Normal exercise capacity, glucose tolerance, and glucose-induced insulin secretion, but reduced and H2O2-resistant IKATP in CaMKII resistant KIR 6.2 T224A mice. (A) Sanger sequencing results of PCR products amplified from genomic DNA of wildtype (WT/WT), heterozygous (WT/T224A) and homozygous mutant mice (T224A/T224A). (B) DNA gel electrophoresis of PCR products before and after NheI digestion. (C) WT and T224A mice were fasted for 16 hours (overnight) and then injected intraperitoneally with 2 g/kg glucose to assess glucose tolerance.

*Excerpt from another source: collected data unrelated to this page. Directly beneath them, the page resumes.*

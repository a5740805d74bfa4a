use carry_core::candle::Bar;
use carry_core::config::{CompressionConfig, RegimeConfig, SimConfig};
use carry_core::engine::run_simulation;
use carry_core::reason_codes::ReasonCode;
use carry_core::regime::{Regime, RegimeReason};
use carry_core::report::{build_report, BuildReportInput};
use carry_core::venue::Leg;
use rand::rngs::StdRng;
use rand::{Rng, SeedableRng};
use risk_core::{KillSwitchMode, RiskConfig};

mod common;

use common::{compressed_base, directional_cfg, HOUR_MS};

fn fast_cfg() -> SimConfig {
    SimConfig {
        initial_nav: 100_000.0,
        regime: RegimeConfig {
            long_ma_window: 20,
            rv_window: 10,
            vol_percentile_window: 50,
            confirm_bars: 2,
            ..RegimeConfig::default()
        },
        compression: CompressionConfig {
            atr_window: 5,
            contraction_lookback: 10,
            vol_pct_window: 20,
            range_window: 10,
            ..CompressionConfig::default()
        },
        ..SimConfig::default()
    }
}

fn flat_bars(n: usize, price: f64, funding: Option<f64>) -> Vec<Bar> {
    (0..n)
        .map(|i| Bar {
            funding,
            ..Bar::flat(i as i64 * HOUR_MS, price)
        })
        .collect()
}

#[test]
fn flat_market_stays_neutral_and_only_pays_costs() {
    let cfg = SimConfig::default();
    let out = run_simulation(&flat_bars(300, 50_000.0, None), &cfg).unwrap();

    assert!(out.records.iter().all(|r| r.regime == Regime::Neutral));
    assert!(out
        .records
        .iter()
        .flat_map(|r| &r.fills)
        .all(|f| f.leg != Leg::Directional));

    let fees: f64 = out.records.iter().map(|r| r.fees).sum();
    let slippage: f64 = out.records.iter().map(|r| r.slippage).sum();
    let settled: f64 = out.records.iter().map(|r| r.funding_settled).sum();
    assert!(fees > 0.0);
    assert_eq!(settled, 0.0);
    let expected = cfg.initial_nav - fees - slippage + settled;
    assert!(
        (out.final_nav() - expected).abs() < 1e-4,
        "final {} expected {expected}",
        out.final_nav()
    );
}

/// Compression, a steady breakout with the overlay on, a 25% fall over ten
/// bars (most of it in the first), then a second breakout.
fn crash_path() -> (Vec<Bar>, usize) {
    let mut path = compressed_base();
    path.grow(20, 1.005, 0.0005);
    let crash_bar = path.len();
    path.grow(1, 0.755, 0.0005);
    path.grow(9, (0.75f64 / 0.755).powf(1.0 / 9.0), 0.0005);
    path.grow(60, 1.005, 0.0005);
    (path.bars, crash_bar)
}

#[test]
fn drawdown_latches_carry_only_on_first_crossing_bar() {
    let (bars, crash_bar) = crash_path();
    for interval in [1, 7] {
        let mut cfg = directional_cfg();
        cfg.risk.max_drawdown = 0.20;
        cfg.risk.kill_switch_mode = KillSwitchMode::CarryOnly;
        cfg.control.rebalance_interval_bars = interval;
        let out = run_simulation(&bars, &cfg).unwrap();
        let (before, after) = out.records.split_at(crash_bar);

        // the overlay is really on going into the fall
        let last = before.last().unwrap();
        assert_eq!(last.regime, Regime::RiskOn, "interval {interval}");
        assert!(last.directional_frac > 0.8, "interval {interval}: {}", last.directional_frac);
        assert!(before.iter().all(|r| r.drawdown < 0.20 && !r.kill_switch_active));

        let latch = &after[0];
        assert!(latch.has_reason(ReasonCode::KillSwitchLatched), "interval {interval}");
        assert!(latch.drawdown >= 0.20);

        for r in after {
            assert!(r.kill_switch_active, "interval {interval} bar {}", r.bar_index);
            assert_eq!(r.approved.directional_frac, 0.0, "bar {}", r.bar_index);
            assert_eq!(r.directional_frac, 0.0, "interval {interval} bar {}", r.bar_index);
            assert!(r.carry_frac > 0.0, "bar {}", r.bar_index);
        }
        // the recovery breaks out again but the overlay stays off
        let blocked: Vec<_> = after
            .iter()
            .filter(|r| r.proposed.directional_frac > 0.0)
            .collect();
        assert!(!blocked.is_empty(), "interval {interval}");
        assert!(blocked.iter().all(|r| r.has_reason(ReasonCode::KillSwitchCarryOnly)));
        assert!(out.final_state.portfolio.spot_qty > 0.0);
    }
}

#[test]
fn halt_all_flattens_the_book_after_latch() {
    let cfg = SimConfig {
        risk: RiskConfig {
            max_drawdown: 0.10,
            kill_switch_mode: KillSwitchMode::HaltAll,
            ..RiskConfig::default()
        },
        ..fast_cfg()
    };
    let out = run_simulation(&flat_bars(60, 100.0, Some(-0.05)), &cfg).unwrap();

    let latch = out
        .records
        .iter()
        .position(|r| r.kill_switch_active)
        .expect("kill switch should latch");
    for r in &out.records[latch..] {
        assert!(r.approved.is_flat());
        assert_eq!(r.carry_frac, 0.0);
    }
    assert!(out.final_state.portfolio.is_flat());
}

#[test]
fn extreme_vol_spike_forces_risk_off_immediately() {
    let cfg = fast_cfg();
    let mut rng = StdRng::seed_from_u64(5);
    let mut price = 100.0;
    let mut bars: Vec<Bar> = (0..120)
        .map(|i| {
            let open = price;
            let ret: f64 = rng.gen_range(-0.003..0.003);
            price *= 1.0 + ret;
            Bar {
                t: i as i64 * HOUR_MS,
                o: open,
                h: open.max(price),
                l: open.min(price),
                c: price,
                v: 1.0,
                funding: Some(0.0001),
                open_interest: None,
            }
        })
        .collect();
    let open = price;
    let spike = price * 1.10;
    bars.push(Bar {
        t: 120 * HOUR_MS,
        o: open,
        h: spike,
        l: open,
        c: spike,
        v: 1.0,
        funding: Some(0.0001),
        open_interest: None,
    });

    let out = run_simulation(&bars, &cfg).unwrap();
    let last = out.records.last().unwrap();
    assert!(last.vol_pct.unwrap() >= cfg.regime.extreme_vol_pct);
    assert_eq!(last.regime, Regime::RiskOff);
    assert_eq!(last.regime_reason, Some(RegimeReason::ExtremeVolOverride));
    assert_eq!(last.approved.directional_frac, 0.0);
}

#[test]
fn positive_funding_shows_up_in_the_report() {
    let cfg = fast_cfg();
    let out = run_simulation(&flat_bars(100, 100.0, Some(0.0002)), &cfg).unwrap();
    let report = build_report(BuildReportInput::from_output(&out, &cfg)).unwrap();

    assert_eq!(report.bars, 100);
    assert!(report.total_funding_settled > 0.0);
    assert!(report.unsettled_funding > 0.0);
    assert_eq!(report.regime_bars.get(&Regime::Neutral), Some(&100));
    assert!(report.reason_counts.get(&ReasonCode::FundingSettlement).copied().unwrap_or(0) >= 12);
    assert_eq!(report.lifecycles.carry, 1);
    assert!(report.ledger.is_none());
}

#[test]
fn faulted_bars_are_counted_and_do_not_move_the_book() {
    let cfg = fast_cfg();
    let mut bars = flat_bars(30, 100.0, None);
    bars[10].h = 90.0;
    bars[20].c = f64::INFINITY;
    let out = run_simulation(&bars, &cfg).unwrap();

    assert_eq!(out.final_state.data_faults, 2);
    for i in [10, 20] {
        let r = &out.records[i];
        assert!(r.has_reason(ReasonCode::DataFault));
        assert!(r.fills.is_empty());
        assert_eq!(r.nav, out.records[i - 1].nav);
    }
}
//! Venue abstraction shared by the backtest and the shadow runner.
//!
//! The control layer only ever talks to a [`Venue`]: it asks for a quote,
//! submits orders and reads the position back. [`SimulatedVenue`] is rebuilt
//! for every bar inside the pure simulator step; [`PaperVenue`] keeps its own
//! book across bars and is driven by the shadow loop.

use serde::{Deserialize, Serialize};

use crate::accounting::{executed_price, quantize, FeeModel, SlippageModel};
use crate::config::ExecutionConfig;
use crate::position::PortfolioState;

// ---------------------------------------------------------------------------
// Order / fill vocabulary
// ---------------------------------------------------------------------------

#[derive(Debug, Clone, Copy, PartialEq, Eq, PartialOrd, Ord, Hash, Serialize, Deserialize)]
#[serde(rename_all = "snake_case")]
pub enum Instrument {
    Spot,
    Perp,
}

/// Book leg an order belongs to. The carry legs always move together.
#[derive(Debug, Clone, Copy, PartialEq, Eq, PartialOrd, Ord, Hash, Serialize, Deserialize)]
#[serde(rename_all = "snake_case")]
pub enum Leg {
    CarrySpot,
    CarryPerp,
    Directional,
}

impl Leg {
    pub const ALL: [Leg; 3] = [Leg::CarrySpot, Leg::CarryPerp, Leg::Directional];

    pub fn instrument(self) -> Instrument {
        match self {
            Leg::CarrySpot => Instrument::Spot,
            Leg::CarryPerp | Leg::Directional => Instrument::Perp,
        }
    }
}

#[derive(Debug, Clone, Copy, PartialEq, Eq, Serialize, Deserialize)]
#[serde(rename_all = "snake_case")]
pub enum Side {
    Buy,
    Sell,
}

impl Side {
    pub fn for_delta(qty_delta: f64) -> Self {
        if qty_delta >= 0.0 {
            Side::Buy
        } else {
            Side::Sell
        }
    }

    #[inline]
    pub fn sign(self) -> f64 {
        match self {
            Side::Buy => 1.0,
            Side::Sell => -1.0,
        }
    }
}

#[derive(Debug, Clone, PartialEq, Serialize, Deserialize)]
pub struct Order {
    pub client_id: u64,
    pub leg: Leg,
    pub side: Side,
    /// Unsigned base quantity.
    pub qty: f64,
    pub requested_price: f64,
    pub reduce_only: bool,
}

impl Order {
    pub fn notional(&self) -> f64 {
        self.qty * self.requested_price
    }
}

#[derive(Debug, Clone, Copy, PartialEq, Serialize, Deserialize)]
pub struct Quote {
    pub instrument: Instrument,
    pub t: i64,
    pub mark: f64,
    pub oracle: f64,
}

impl Quote {
    pub fn is_valid(&self) -> bool {
        self.mark.is_finite() && self.mark > 0.0 && self.oracle.is_finite() && self.oracle > 0.0
    }

    /// |mark - oracle| / oracle, in bps.
    pub fn divergence_bps(&self) -> f64 {
        (self.mark - self.oracle).abs() / self.oracle * 10_000.0
    }
}

#[derive(Debug, Clone, PartialEq, Serialize, Deserialize)]
pub struct Fill {
    pub client_id: u64,
    pub leg: Leg,
    pub side: Side,
    pub requested_qty: f64,
    pub filled_qty: f64,
    pub requested_price: f64,
    pub executed_price: f64,
    pub fee: f64,
    /// Cost of executing away from the requested price (always >= 0).
    pub slippage_cost: f64,
    pub slippage_bps: f64,
    pub reduce_only: bool,
}

impl Fill {
    #[inline]
    pub fn signed_qty(&self) -> f64 {
        self.side.sign() * self.filled_qty
    }

    pub fn unfilled_qty(&self) -> f64 {
        (self.requested_qty - self.filled_qty).max(0.0)
    }

    pub fn is_partial(&self) -> bool {
        self.unfilled_qty() > 0.0
    }
}

/// Position as a venue reports it.
#[derive(Debug, Clone, Copy, PartialEq, Serialize, Deserialize)]
pub struct PortfolioSnapshot {
    pub cash: f64,
    pub spot_qty: f64,
    pub carry_perp_qty: f64,
    pub dir_perp_qty: f64,
    pub mark: f64,
    pub nav: f64,
}

impl PortfolioSnapshot {
    pub fn qty(&self, leg: Leg) -> f64 {
        match leg {
            Leg::CarrySpot => self.spot_qty,
            Leg::CarryPerp => self.carry_perp_qty,
            Leg::Directional => self.dir_perp_qty,
        }
    }

    fn add_qty(&mut self, leg: Leg, delta: f64) {
        match leg {
            Leg::CarrySpot => self.spot_qty += delta,
            Leg::CarryPerp => self.carry_perp_qty += delta,
            Leg::Directional => self.dir_perp_qty += delta,
        }
    }
}

// ---------------------------------------------------------------------------
// Refusals
// ---------------------------------------------------------------------------

#[derive(Debug, Clone, Copy, PartialEq, Eq, PartialOrd, Ord, Hash, Serialize, Deserialize)]
#[serde(rename_all = "snake_case")]
pub enum RefusalReason {
    RebalanceWait,
    OracleDivergence,
    RiskVeto,
    InvalidQuote,
    BelowMinTrade,
    SlippageGuard,
    VenueRejected,
}

/// A refused bar (leg `None`) or a refused leg. Refusals never mutate state.
#[derive(Debug, Clone, PartialEq, Serialize, Deserialize)]
pub struct Refusal {
    pub reason: RefusalReason,
    #[serde(skip_serializing_if = "Option::is_none")]
    pub leg: Option<Leg>,
    pub detail: String,
}

impl Refusal {
    pub fn bar(reason: RefusalReason, detail: impl Into<String>) -> Self {
        Self {
            reason,
            leg: None,
            detail: detail.into(),
        }
    }

    pub fn leg(reason: RefusalReason, leg: Leg, detail: impl Into<String>) -> Self {
        Self {
            reason,
            leg: Some(leg),
            detail: detail.into(),
        }
    }
}

impl std::fmt::Display for Refusal {
    fn fmt(&self, f: &mut std::fmt::Formatter<'_>) -> std::fmt::Result {
        match self.leg {
            Some(leg) => write!(f, "{:?} refused on {:?}: {}", self.reason, leg, self.detail),
            None => write!(f, "{:?}: {}", self.reason, self.detail),
        }
    }
}

impl std::error::Error for Refusal {}

// ---------------------------------------------------------------------------
// Venue trait
// ---------------------------------------------------------------------------

pub trait Venue {
    fn quote(&self, instrument: Instrument) -> Quote;
    fn submit(&mut self, order: &Order) -> Result<Fill, Refusal>;
    fn position(&self) -> PortfolioSnapshot;
}

/// Shared fill model: partial fills for opening orders, full fills for
/// reduce-only orders, slippage from the NAV-relative model, taker fee on the
/// executed notional.
pub fn fill_order(
    order: &Order,
    nav: f64,
    fees: FeeModel,
    slippage: SlippageModel,
    fill_ratio: f64,
) -> Result<Fill, Refusal> {
    if !order.qty.is_finite() || order.qty <= 0.0 {
        return Err(Refusal::leg(
            RefusalReason::VenueRejected,
            order.leg,
            format!("invalid quantity {}", order.qty),
        ));
    }
    if !order.requested_price.is_finite() || order.requested_price <= 0.0 {
        return Err(Refusal::leg(
            RefusalReason::VenueRejected,
            order.leg,
            format!("invalid price {}", order.requested_price),
        ));
    }
    let filled_qty = if order.reduce_only {
        order.qty
    } else {
        order.qty * fill_ratio.clamp(0.0, 1.0)
    };
    let notional = filled_qty * order.requested_price;
    let slip_frac = slippage.fraction(notional, nav);
    let px = executed_price(order.requested_price, order.side == Side::Buy, slip_frac);
    Ok(Fill {
        client_id: order.client_id,
        leg: order.leg,
        side: order.side,
        requested_qty: order.qty,
        filled_qty,
        requested_price: order.requested_price,
        executed_price: px,
        fee: fees.fee(filled_qty * px),
        slippage_cost: quantize(filled_qty * (px - order.requested_price).abs()),
        slippage_bps: slip_frac * 10_000.0,
        reduce_only: order.reduce_only,
    })
}

// ---------------------------------------------------------------------------
// Simulated venue (backtest)
// ---------------------------------------------------------------------------

/// Single-bar venue for the backtest. Quotes the bar close for both
/// instruments and fills against a NAV fixed at construction.
#[derive(Debug, Clone)]
pub struct SimulatedVenue {
    t: i64,
    price: f64,
    nav: f64,
    book: PortfolioSnapshot,
    fees: FeeModel,
    slippage: SlippageModel,
    fill_ratio: f64,
}

impl SimulatedVenue {
    pub fn new(t: i64, book: PortfolioSnapshot, exec: &ExecutionConfig) -> Self {
        Self {
            t,
            price: book.mark,
            nav: book.nav,
            book,
            fees: FeeModel::from(exec),
            slippage: SlippageModel::from(exec),
            fill_ratio: exec.fill_ratio,
        }
    }
}

impl Venue for SimulatedVenue {
    fn quote(&self, instrument: Instrument) -> Quote {
        Quote {
            instrument,
            t: self.t,
            mark: self.price,
            oracle: self.price,
        }
    }

    fn submit(&mut self, order: &Order) -> Result<Fill, Refusal> {
        let fill = fill_order(order, self.nav, self.fees, self.slippage, self.fill_ratio)?;
        self.book.add_qty(fill.leg, fill.signed_qty());
        Ok(fill)
    }

    fn position(&self) -> PortfolioSnapshot {
        self.book
    }
}

// ---------------------------------------------------------------------------
// Paper venue (shadow)
// ---------------------------------------------------------------------------

/// Stateful paper venue: keeps its own book, marks perps and charges the bar's
/// funding rate on every `set_market`, and fills at most `max_fill_ratio` of
/// each opening order.
#[derive(Debug, Clone)]
pub struct PaperVenue {
    book: PortfolioState,
    t: i64,
    mark: f64,
    oracle: f64,
    fees: FeeModel,
    slippage: SlippageModel,
    max_fill_ratio: f64,
}

impl PaperVenue {
    pub fn new(initial_equity: f64, exec: &ExecutionConfig, max_fill_ratio: f64) -> Self {
        Self {
            book: PortfolioState::new(initial_equity),
            t: 0,
            mark: f64::NAN,
            oracle: f64::NAN,
            fees: FeeModel::from(exec),
            slippage: SlippageModel::from(exec),
            max_fill_ratio,
        }
    }

    /// Move the market. Invalid prices are refused and leave the venue untouched.
    pub fn set_market(
        &mut self,
        t: i64,
        oracle: f64,
        mark: f64,
        funding_rate: f64,
    ) -> Result<(), Refusal> {
        let candidate = Quote {
            instrument: Instrument::Perp,
            t,
            mark,
            oracle,
        };
        if !candidate.is_valid() || !funding_rate.is_finite() {
            return Err(Refusal::bar(
                RefusalReason::InvalidQuote,
                format!("mark={mark} oracle={oracle} funding={funding_rate}"),
            ));
        }
        self.book.mark_perps(mark);
        self.book.accrue_funding(funding_rate, mark);
        self.book.settle_funding();
        self.book.last_price = Some(mark);
        self.t = t;
        self.mark = mark;
        self.oracle = oracle;
        Ok(())
    }

    pub fn book(&self) -> &PortfolioState {
        &self.book
    }
}

impl Venue for PaperVenue {
    fn quote(&self, instrument: Instrument) -> Quote {
        Quote {
            instrument,
            t: self.t,
            mark: self.mark,
            oracle: self.oracle,
        }
    }

    fn submit(&mut self, order: &Order) -> Result<Fill, Refusal> {
        if !self.mark.is_finite() {
            return Err(Refusal::leg(
                RefusalReason::VenueRejected,
                order.leg,
                "no market set",
            ));
        }
        let nav = self.book.nav(self.mark);
        let fill = fill_order(order, nav, self.fees, self.slippage, self.max_fill_ratio)?;
        self.book.apply_fill(&fill);
        Ok(fill)
    }

    fn position(&self) -> PortfolioSnapshot {
        self.book.snapshot(self.mark)
    }
}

No significant difference was found between the WT and T224A mice. (D) Area under the curve (AUC) of the measurements in (C). (E) Serum insulin concentrations were not significantly different between WT and T224A mice either after 16-hour fasting or 15 minutes after 2 g/kg glucose injection. (F) No difference between genotypes in blood glucose concentrations measured during glucose‐induced insulin secretion. (G) Representative IKATP currents recorded from ventricular myocytes isolated from WT and T224A mice using the same protocol and conditions as shown in Fig. 2A. (H) IKATP recorded at 0 mV, with and without H2O2, from ventricular myocytes isolated from WT (n = 9–13 cells, 3 mice) and T224A (n = 8 cells, 3 mice) mice. One way ANOVA and Tukey’s multiple comparisons test were used for comparisons between groups as marked by brackets (*p < 0.05, **p < 0.01). (I) Representative traces of KATP channel currents recorded from isolated ventricular myocytes in cell attached mode in the presence of the KATP channel opener DNP with and without H2O2. The vertical scale bar 5 pA, and the horizontal scale bar 2 s. (J) Number of KATP channel openings in each membrane patch under conditions with and without H2O2, as in Fig. 2D. One way ANOVA and Tukey’s multiple comparisons test were used for intergroup comparisons (*p < 0.05, **p < 0.01). (K) Summary data of open probability (NPo) in KATP channels analyzed from cell membrane patches shown in (J). One way ANOVA was used for comparison between all groups (P > 0.05). WT (4–7 cells, 2 mice), T224A (13–23 cells, 4 mice). (L) Expression of Kir6.2 in the heart was measured by RT-qPCR (Normalized against Gapdh, n = 5 for each genotype).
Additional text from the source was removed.